• _Work required_: Where the word "else" occurs in a line of the listing, please copy the line.

• _Given data_:
----------------

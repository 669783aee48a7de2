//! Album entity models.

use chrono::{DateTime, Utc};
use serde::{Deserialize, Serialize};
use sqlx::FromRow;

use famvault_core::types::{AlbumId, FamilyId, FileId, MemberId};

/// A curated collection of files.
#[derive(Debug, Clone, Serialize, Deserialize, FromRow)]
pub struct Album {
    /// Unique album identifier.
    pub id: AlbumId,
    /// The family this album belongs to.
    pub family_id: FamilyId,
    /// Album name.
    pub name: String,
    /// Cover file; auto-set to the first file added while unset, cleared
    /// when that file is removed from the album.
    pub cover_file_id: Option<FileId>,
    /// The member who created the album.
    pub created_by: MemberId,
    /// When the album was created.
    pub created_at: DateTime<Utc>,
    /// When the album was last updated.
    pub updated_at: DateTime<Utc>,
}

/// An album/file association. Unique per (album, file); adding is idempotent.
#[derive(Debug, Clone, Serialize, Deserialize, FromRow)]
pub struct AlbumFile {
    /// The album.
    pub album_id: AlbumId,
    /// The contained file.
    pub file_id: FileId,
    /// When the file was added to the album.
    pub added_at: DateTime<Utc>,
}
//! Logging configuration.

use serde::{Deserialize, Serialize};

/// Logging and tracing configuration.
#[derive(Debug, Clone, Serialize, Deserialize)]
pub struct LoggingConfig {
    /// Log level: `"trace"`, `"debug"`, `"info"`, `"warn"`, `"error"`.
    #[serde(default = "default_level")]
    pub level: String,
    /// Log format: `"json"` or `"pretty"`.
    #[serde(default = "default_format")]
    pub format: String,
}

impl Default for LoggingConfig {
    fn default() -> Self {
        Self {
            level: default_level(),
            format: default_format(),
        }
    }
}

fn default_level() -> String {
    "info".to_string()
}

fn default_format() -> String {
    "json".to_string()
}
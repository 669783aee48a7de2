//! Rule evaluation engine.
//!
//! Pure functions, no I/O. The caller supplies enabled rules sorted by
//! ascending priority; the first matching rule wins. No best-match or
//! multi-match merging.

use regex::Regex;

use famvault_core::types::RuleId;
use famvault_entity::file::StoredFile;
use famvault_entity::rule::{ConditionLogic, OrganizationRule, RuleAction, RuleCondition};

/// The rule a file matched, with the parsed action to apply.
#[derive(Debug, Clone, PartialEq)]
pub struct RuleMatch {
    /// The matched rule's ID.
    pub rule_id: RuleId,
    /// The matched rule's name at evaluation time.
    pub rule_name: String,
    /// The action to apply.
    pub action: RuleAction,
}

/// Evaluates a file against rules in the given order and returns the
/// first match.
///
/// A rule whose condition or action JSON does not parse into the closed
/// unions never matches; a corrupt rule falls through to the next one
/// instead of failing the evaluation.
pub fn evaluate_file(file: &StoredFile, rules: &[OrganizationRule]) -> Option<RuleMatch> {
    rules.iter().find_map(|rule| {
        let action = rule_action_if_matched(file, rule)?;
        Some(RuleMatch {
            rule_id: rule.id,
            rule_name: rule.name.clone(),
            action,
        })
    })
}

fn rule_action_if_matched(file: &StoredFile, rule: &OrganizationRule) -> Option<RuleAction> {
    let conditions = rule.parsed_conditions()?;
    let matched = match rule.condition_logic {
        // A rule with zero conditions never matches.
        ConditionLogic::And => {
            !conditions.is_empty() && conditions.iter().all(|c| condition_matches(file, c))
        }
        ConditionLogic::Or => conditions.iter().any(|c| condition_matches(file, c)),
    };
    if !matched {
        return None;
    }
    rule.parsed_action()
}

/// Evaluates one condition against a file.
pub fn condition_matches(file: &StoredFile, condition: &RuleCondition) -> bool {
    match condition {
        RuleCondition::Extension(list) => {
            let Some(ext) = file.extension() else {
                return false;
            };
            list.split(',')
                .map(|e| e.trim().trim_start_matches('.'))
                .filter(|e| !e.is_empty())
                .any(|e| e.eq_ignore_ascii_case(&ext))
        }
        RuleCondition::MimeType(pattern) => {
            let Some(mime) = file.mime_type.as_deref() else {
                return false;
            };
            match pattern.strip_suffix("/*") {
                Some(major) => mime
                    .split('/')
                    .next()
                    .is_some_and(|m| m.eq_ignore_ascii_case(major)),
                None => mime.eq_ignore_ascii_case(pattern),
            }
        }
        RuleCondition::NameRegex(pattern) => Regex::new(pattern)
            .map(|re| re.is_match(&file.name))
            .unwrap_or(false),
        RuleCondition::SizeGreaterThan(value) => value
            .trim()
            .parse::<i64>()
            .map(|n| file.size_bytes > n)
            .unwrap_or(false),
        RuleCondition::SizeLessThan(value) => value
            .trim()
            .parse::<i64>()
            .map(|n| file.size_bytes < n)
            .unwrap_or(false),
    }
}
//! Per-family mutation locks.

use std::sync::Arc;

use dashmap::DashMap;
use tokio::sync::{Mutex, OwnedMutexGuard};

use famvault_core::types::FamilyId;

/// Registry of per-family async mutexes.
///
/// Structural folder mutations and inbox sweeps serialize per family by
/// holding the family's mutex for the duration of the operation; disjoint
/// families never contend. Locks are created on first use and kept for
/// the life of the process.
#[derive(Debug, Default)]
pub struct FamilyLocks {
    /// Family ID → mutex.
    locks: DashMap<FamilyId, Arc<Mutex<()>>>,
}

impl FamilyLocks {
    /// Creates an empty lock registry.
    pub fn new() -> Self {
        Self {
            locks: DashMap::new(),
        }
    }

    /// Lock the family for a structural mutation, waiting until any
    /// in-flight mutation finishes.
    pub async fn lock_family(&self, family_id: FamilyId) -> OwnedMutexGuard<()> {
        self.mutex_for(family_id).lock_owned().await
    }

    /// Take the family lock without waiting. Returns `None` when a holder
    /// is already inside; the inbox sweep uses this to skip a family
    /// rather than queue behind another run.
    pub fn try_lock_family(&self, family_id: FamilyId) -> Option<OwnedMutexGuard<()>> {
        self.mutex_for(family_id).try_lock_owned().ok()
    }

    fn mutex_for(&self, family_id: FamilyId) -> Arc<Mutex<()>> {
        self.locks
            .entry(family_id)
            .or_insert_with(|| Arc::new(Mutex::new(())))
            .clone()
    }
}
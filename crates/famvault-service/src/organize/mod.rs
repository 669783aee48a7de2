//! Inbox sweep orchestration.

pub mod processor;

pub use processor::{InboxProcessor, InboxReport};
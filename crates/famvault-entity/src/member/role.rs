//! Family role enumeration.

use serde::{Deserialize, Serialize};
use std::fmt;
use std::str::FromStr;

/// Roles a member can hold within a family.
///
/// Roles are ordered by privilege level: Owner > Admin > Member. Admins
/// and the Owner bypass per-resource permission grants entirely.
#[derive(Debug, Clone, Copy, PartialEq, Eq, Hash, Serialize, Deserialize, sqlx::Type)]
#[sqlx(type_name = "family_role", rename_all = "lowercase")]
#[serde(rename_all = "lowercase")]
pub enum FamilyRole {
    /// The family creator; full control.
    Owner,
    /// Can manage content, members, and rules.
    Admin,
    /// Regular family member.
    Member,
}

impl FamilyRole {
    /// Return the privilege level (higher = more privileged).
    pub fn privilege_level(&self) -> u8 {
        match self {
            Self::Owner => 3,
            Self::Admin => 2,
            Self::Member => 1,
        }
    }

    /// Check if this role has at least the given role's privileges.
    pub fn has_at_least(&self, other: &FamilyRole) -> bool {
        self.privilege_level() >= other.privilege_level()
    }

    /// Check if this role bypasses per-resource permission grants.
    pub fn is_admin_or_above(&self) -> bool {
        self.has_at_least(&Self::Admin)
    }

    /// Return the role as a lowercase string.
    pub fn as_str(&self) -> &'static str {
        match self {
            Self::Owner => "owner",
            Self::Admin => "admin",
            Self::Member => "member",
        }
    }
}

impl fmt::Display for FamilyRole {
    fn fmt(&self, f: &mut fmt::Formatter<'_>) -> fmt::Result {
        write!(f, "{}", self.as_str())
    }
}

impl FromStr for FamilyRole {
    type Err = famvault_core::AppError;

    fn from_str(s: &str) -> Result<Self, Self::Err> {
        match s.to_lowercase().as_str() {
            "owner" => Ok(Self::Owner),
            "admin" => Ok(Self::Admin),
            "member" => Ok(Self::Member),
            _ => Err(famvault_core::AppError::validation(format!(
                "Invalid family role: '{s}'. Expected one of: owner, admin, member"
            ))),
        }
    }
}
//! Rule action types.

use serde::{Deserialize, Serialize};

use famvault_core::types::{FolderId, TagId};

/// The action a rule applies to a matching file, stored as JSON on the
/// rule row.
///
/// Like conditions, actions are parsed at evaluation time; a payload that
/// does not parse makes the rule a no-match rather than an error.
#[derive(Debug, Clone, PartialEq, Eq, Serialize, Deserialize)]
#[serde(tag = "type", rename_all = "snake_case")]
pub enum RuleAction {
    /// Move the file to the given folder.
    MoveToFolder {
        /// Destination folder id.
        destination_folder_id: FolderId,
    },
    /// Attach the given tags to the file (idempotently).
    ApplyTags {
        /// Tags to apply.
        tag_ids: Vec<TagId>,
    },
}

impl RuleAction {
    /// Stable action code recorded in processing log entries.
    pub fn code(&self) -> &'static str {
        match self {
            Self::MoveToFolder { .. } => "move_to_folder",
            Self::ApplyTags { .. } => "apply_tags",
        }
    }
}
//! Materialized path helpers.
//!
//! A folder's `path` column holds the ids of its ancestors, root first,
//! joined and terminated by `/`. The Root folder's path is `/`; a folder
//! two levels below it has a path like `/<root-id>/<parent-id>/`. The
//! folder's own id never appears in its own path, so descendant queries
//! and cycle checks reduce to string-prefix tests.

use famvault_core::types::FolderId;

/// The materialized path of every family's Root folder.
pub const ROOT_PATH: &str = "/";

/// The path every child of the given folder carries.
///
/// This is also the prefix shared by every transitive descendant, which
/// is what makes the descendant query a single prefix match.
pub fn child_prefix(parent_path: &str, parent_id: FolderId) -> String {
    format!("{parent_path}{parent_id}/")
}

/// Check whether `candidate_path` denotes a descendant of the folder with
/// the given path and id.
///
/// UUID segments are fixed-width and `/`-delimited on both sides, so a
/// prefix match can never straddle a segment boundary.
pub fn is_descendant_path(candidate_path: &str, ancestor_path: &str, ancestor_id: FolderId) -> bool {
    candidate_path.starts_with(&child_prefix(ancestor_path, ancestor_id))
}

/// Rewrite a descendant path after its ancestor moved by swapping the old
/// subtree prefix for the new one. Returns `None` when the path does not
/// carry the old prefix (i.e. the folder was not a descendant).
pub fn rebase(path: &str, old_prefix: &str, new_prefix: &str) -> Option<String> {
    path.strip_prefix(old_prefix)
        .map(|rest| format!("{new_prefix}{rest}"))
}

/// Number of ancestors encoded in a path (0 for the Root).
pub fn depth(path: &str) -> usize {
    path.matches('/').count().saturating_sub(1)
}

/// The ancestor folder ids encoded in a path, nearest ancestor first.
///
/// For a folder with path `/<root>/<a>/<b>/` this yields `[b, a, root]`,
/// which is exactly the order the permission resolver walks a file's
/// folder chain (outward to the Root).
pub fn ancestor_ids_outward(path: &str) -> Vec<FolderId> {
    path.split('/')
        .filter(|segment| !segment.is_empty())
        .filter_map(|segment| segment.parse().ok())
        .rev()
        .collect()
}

----------------

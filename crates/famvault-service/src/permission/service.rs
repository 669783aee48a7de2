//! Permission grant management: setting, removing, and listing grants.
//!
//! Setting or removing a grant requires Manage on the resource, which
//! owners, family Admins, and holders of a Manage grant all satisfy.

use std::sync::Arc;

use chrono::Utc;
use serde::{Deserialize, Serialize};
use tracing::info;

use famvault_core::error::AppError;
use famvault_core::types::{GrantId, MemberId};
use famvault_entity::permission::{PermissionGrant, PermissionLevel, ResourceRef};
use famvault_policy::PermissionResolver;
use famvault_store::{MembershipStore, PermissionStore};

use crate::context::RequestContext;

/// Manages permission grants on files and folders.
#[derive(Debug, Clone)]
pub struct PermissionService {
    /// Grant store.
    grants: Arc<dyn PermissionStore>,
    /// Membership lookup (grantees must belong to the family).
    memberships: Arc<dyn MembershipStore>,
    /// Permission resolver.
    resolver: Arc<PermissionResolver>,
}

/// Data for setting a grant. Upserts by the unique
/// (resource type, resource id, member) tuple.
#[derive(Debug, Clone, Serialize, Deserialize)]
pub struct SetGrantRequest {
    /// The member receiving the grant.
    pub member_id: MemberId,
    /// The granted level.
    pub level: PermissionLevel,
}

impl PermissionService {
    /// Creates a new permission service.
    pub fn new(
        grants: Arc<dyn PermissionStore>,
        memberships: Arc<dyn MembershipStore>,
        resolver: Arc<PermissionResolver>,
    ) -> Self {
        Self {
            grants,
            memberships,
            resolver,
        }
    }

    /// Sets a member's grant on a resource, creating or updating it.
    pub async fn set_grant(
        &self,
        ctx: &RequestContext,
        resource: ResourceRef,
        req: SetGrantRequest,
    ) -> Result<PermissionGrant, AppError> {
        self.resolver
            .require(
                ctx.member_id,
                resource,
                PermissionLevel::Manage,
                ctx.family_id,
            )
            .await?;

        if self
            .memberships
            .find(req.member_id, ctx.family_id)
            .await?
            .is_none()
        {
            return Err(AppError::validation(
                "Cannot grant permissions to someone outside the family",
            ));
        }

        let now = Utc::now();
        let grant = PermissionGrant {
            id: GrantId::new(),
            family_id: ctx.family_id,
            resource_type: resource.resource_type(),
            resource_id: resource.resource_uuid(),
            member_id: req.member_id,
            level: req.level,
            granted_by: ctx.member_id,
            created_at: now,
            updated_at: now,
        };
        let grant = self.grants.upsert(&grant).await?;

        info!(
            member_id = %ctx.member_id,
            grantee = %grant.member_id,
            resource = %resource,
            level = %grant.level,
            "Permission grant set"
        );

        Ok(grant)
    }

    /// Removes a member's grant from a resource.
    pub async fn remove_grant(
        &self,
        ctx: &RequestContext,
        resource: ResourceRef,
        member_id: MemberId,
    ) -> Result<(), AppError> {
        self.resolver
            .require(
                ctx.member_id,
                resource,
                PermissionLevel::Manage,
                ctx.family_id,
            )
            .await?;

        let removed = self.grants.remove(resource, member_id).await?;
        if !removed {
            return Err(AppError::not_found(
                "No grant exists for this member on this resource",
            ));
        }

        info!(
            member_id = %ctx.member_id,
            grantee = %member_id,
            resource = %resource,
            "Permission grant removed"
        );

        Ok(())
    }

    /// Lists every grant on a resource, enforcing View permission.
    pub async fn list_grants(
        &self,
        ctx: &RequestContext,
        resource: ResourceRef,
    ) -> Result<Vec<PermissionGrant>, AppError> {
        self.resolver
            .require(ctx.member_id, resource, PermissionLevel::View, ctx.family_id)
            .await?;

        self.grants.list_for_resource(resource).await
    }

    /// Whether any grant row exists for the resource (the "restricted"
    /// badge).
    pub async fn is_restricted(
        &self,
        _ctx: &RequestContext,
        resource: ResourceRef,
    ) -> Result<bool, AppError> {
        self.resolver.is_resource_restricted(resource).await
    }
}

----------------

• _Exercise response_:
            let Some(ext) = file.extension() else {
            let Some(mime) = file.mime_type.as_deref() else {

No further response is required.